**TASK BRIEF**. Repeat the data in full. No line may differ from the original.

(Stored data entries)
================
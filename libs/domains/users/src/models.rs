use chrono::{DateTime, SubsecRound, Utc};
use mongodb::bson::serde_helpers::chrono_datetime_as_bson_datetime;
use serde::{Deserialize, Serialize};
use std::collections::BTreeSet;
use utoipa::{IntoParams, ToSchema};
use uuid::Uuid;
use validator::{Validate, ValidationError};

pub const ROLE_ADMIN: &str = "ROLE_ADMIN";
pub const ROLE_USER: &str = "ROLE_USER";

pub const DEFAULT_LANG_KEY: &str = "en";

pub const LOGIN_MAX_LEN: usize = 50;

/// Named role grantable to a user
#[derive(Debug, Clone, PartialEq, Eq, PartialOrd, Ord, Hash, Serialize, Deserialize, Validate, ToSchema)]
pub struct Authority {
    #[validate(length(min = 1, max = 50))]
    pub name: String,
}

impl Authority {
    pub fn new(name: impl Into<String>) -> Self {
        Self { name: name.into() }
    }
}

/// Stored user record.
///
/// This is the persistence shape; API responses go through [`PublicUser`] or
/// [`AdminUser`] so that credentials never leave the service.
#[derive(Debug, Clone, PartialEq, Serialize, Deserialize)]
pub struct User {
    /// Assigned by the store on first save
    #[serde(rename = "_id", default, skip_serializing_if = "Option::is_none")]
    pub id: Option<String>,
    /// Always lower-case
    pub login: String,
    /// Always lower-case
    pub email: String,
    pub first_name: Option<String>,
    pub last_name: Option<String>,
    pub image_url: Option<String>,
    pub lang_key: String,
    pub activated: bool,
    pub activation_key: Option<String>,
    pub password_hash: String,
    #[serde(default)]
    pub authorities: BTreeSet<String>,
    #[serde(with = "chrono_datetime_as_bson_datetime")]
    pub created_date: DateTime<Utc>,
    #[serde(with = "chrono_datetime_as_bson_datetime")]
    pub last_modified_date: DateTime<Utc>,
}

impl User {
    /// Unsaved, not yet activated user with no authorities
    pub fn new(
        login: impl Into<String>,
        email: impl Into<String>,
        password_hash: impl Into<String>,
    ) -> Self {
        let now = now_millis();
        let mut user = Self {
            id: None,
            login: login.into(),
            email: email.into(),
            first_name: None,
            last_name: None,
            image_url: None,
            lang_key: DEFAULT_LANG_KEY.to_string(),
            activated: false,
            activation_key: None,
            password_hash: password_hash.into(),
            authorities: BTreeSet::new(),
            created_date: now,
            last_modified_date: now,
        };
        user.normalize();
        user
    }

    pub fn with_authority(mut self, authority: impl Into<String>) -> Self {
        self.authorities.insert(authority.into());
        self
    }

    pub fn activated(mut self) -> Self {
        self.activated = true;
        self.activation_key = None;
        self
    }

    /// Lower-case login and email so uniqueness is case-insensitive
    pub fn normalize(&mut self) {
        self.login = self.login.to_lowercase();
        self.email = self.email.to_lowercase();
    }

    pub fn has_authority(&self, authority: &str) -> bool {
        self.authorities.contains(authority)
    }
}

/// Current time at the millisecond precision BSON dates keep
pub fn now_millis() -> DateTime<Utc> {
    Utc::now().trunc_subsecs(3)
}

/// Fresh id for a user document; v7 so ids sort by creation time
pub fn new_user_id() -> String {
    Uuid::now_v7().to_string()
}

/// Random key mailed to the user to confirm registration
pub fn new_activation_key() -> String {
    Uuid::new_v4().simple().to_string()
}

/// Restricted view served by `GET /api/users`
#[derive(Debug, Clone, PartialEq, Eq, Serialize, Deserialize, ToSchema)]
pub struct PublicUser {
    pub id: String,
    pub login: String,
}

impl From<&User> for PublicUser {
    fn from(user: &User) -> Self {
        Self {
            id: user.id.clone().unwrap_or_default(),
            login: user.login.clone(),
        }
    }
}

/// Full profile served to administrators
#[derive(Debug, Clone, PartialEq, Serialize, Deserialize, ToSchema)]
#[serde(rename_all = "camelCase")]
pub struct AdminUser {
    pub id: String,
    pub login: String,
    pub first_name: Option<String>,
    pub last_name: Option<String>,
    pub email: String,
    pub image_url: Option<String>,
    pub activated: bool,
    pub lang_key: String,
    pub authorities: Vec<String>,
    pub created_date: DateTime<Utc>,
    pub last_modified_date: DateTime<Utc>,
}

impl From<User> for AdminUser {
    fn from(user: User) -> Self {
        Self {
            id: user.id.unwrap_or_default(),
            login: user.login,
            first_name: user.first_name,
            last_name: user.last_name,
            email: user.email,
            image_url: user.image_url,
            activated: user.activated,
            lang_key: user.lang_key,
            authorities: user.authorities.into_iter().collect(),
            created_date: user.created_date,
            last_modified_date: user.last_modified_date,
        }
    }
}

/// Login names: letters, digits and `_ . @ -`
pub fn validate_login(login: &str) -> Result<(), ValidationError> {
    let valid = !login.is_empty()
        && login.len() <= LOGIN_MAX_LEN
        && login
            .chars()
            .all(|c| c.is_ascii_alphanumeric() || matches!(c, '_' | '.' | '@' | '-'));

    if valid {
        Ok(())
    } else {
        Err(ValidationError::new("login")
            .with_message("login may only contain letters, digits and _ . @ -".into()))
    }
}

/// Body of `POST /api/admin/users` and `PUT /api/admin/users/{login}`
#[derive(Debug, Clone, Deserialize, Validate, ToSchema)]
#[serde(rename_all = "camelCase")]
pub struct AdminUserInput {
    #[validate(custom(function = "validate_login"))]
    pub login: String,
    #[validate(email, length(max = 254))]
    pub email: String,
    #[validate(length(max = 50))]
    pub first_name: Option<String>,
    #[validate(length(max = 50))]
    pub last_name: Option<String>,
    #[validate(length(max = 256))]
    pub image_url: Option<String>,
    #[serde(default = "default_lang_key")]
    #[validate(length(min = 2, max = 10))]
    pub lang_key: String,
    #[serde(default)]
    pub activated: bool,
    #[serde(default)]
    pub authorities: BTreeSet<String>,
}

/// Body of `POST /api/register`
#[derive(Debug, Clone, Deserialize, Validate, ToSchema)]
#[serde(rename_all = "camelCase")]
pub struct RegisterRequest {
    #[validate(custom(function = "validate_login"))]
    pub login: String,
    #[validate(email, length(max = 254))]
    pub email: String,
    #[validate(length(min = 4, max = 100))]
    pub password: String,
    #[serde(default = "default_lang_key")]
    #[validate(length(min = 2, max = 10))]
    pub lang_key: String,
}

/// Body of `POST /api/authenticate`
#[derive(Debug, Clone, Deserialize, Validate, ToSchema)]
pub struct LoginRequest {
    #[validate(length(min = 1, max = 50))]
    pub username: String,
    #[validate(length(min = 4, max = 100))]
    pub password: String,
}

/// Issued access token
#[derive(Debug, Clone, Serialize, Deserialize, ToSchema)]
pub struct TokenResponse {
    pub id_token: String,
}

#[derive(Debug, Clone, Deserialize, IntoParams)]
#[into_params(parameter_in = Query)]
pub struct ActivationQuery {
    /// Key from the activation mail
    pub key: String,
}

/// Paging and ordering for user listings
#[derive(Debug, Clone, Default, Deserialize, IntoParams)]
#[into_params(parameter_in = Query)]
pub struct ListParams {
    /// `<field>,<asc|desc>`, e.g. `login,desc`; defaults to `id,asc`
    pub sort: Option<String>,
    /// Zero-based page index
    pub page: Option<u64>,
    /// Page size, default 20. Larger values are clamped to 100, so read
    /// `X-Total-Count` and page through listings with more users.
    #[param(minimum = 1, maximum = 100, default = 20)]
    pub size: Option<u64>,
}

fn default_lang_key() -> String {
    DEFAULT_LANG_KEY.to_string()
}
================
**WRITTEN REPLY**.
filename libs/domains/users/src/models.rs
use chrono::{DateTime, SubsecRound, Utc};
use mongodb::bson::serde_helpers::chrono_datetime_as_bson_datetime;
use serde::{Deserialize, Serialize};
use std::collections::BTreeSet;
use utoipa::{IntoParams, ToSchema};
use uuid::Uuid;
use validator::{Validate, ValidationError};

pub const ROLE_ADMIN: &str = "ROLE_ADMIN";
pub const ROLE_USER: &str = "ROLE_USER";

pub const DEFAULT_LANG_KEY: &str = "en";

pub const LOGIN_MAX_LEN: usize = 50;

/// Named role grantable to a user
#[derive(Debug, Clone, PartialEq, Eq, PartialOrd, Ord, Hash, Serialize, Deserialize, Validate, ToSchema)]
pub struct Authority {
    #[validate(length(min = 1, max = 50))]
    pub name: String,
}

impl Authority {
    pub fn new(name: impl Into<String>) -> Self {
        Self { name: name.into() }
    }
}

/// Stored user record.
///
/// This is the persistence shape; API responses go through [`PublicUser`] or
/// [`AdminUser`] so that credentials never leave the service.
#[derive(Debug, Clone, PartialEq, Serialize, Deserialize)]
pub struct User {
    /// Assigned by the store on first save
    #[serde(rename = "_id", default, skip_serializing_if = "Option::is_none")]
    pub id: Option<String>,
    /// Always lower-case
    pub login: String,
    /// Always lower-case
    pub email: String,
    pub first_name: Option<String>,
    pub last_name: Option<String>,
    pub image_url: Option<String>,
    pub lang_key: String,
    pub activated: bool,
    pub activation_key: Option<String>,
    pub password_hash: String,
    #[serde(default)]
    pub authorities: BTreeSet<String>,
    #[serde(with = "chrono_datetime_as_bson_datetime")]
    pub created_date: DateTime<Utc>,
    #[serde(with = "chrono_datetime_as_bson_datetime")]
    pub last_modified_date: DateTime<Utc>,
}

impl User {
    /// Unsaved, not yet activated user with no authorities
    pub fn new(
        login: impl Into<String>,
        email: impl Into<String>,
        password_hash: impl Into<String>,
    ) -> Self {
        let now = now_millis();
        let mut user = Self {
            id: None,
            login: login.into(),
            email: email.into(),
            first_name: None,
            last_name: None,
            image_url: None,
            lang_key: DEFAULT_LANG_KEY.to_string(),
            activated: false,
            activation_key: None,
            password_hash: password_hash.into(),
            authorities: BTreeSet::new(),
            created_date: now,
            last_modified_date: now,
        };
        user.normalize();
        user
    }

    pub fn with_authority(mut self, authority: impl Into<String>) -> Self {
        self.authorities.insert(authority.into());
        self
    }

    pub fn activated(mut self) -> Self {
        self.activated = true;
        self.activation_key = None;
        self
    }

    /// Lower-case login and email so uniqueness is case-insensitive
    pub fn normalize(&mut self) {
        self.login = self.login.to_lowercase();
        self.email = self.email.to_lowercase();
    }

    pub fn has_authority(&self, authority: &str) -> bool {
        self.authorities.contains(authority)
    }
}

/// Current time at the millisecond precision BSON dates keep
pub fn now_millis() -> DateTime<Utc> {
    Utc::now().trunc_subsecs(3)
}

/// Fresh id for a user document; v7 so ids sort by creation time
pub fn new_user_id() -> String {
    Uuid::now_v7().to_string()
}

/// Random key mailed to the user to confirm registration
pub fn new_activation_key() -> String {
    Uuid::new_v4().simple().to_string()
}

/// Restricted view served by `GET /api/users`
#[derive(Debug, Clone, PartialEq, Eq, Serialize, Deserialize, ToSchema)]
pub struct PublicUser {
    pub id: String,
    pub login: String,
}

impl From<&User> for PublicUser {
    fn from(user: &User) -> Self {
        Self {
            id: user.id.clone().unwrap_or_default(),
            login: user.login.clone(),
        }
    }
}

/// Full profile served to administrators
#[derive(Debug, Clone, PartialEq, Serialize, Deserialize, ToSchema)]
#[serde(rename_all = "camelCase")]
pub struct AdminUser {
    pub id: String,
    pub login: String,
    pub first_name: Option<String>,
    pub last_name: Option<String>,
    pub email: String,
    pub image_url: Option<String>,
    pub activated: bool,
    pub lang_key: String,
    pub authorities: Vec<String>,
    pub created_date: DateTime<Utc>,
    pub last_modified_date: DateTime<Utc>,
}

impl From<User> for AdminUser {
    fn from(user: User) -> Self {
        Self {
            id: user.id.unwrap_or_default(),
            login: user.login,
            first_name: user.first_name,
            last_name: user.last_name,
            email: user.email,
            image_url: user.image_url,
            activated: user.activated,
            lang_key: user.lang_key,
            authorities: user.authorities.into_iter().collect(),
            created_date: user.created_date,
            last_modified_date: user.last_modified_date,
        }
    }
}

/// Login names: letters, digits and `_ . @ -`
pub fn validate_login(login: &str) -> Result<(), ValidationError> {
    let valid = !login.is_empty()
        && login.len() <= LOGIN_MAX_LEN
        && login
            .chars()
            .all(|c| c.is_ascii_alphanumeric() || matches!(c, '_' | '.' | '@' | '-'));

    if valid {
        Ok(())
    } else {
        Err(ValidationError::new("login")
            .with_message("login may only contain letters, digits and _ . @ -".into()))
    }
}

/// Body of `POST /api/admin/users` and `PUT /api/admin/users/{login}`
#[derive(Debug, Clone, Deserialize, Validate, ToSchema)]
#[serde(rename_all = "camelCase")]
pub struct AdminUserInput {
    #[validate(custom(function = "validate_login"))]
    pub login: String,
    #[validate(email, length(max = 254))]
    pub email: String,
    #[validate(length(max = 50))]
    pub first_name: Option<String>,
    #[validate(length(max = 50))]
    pub last_name: Option<String>,
    #[validate(length(max = 256))]
    pub image_url: Option<String>,
    #[serde(default = "default_lang_key")]
    #[validate(length(min = 2, max = 10))]
    pub lang_key: String,
    #[serde(default)]
    pub activated: bool,
    #[serde(default)]
    pub authorities: BTreeSet<String>,
}

/// Body of `POST /api/register`
#[derive(Debug, Clone, Deserialize, Validate, ToSchema)]
#[serde(rename_all = "camelCase")]
pub struct RegisterRequest {
    #[validate(custom(function = "validate_login"))]
    pub login: String,
    #[validate(email, length(max = 254))]
    pub email: String,
    #[validate(length(min = 4, max = 100))]
    pub password: String,
    #[serde(default = "default_lang_key")]
    #[validate(length(min = 2, max = 10))]
    pub lang_key: String,
}

/// Body of `POST /api/authenticate`
#[derive(Debug, Clone, Deserialize, Validate, ToSchema)]
pub struct LoginRequest {
    #[validate(length(min = 1, max = 50))]
    pub username: String,
    #[validate(length(min = 4, max = 100))]
    pub password: String,
}

/// Issued access token
#[derive(Debug, Clone, Serialize, Deserialize, ToSchema)]
pub struct TokenResponse {
    pub id_token: String,
}

#[derive(Debug, Clone, Deserialize, IntoParams)]
#[into_params(parameter_in = Query)]
pub struct ActivationQuery {
    /// Key from the activation mail
    pub key: String,
}

/// Paging and ordering for user listings
#[derive(Debug, Clone, Default, Deserialize, IntoParams)]
#[into_params(parameter_in = Query)]
pub struct ListParams {
    /// `<field>,<asc|desc>`, e.g. `login,desc`; defaults to `id,asc`
    pub sort: Option<String>,
    /// Zero-based page index
    pub page: Option<u64>,
    /// Page size, default 20. Larger values are clamped to 100, so read
    /// `X-Total-Count` and page through listings with more users.
    #[param(minimum = 1, maximum = 100, default = 20)]
    pub size: Option<u64>,
}

fn default_lang_key() -> String {
    DEFAULT_LANG_KEY.to_string()
}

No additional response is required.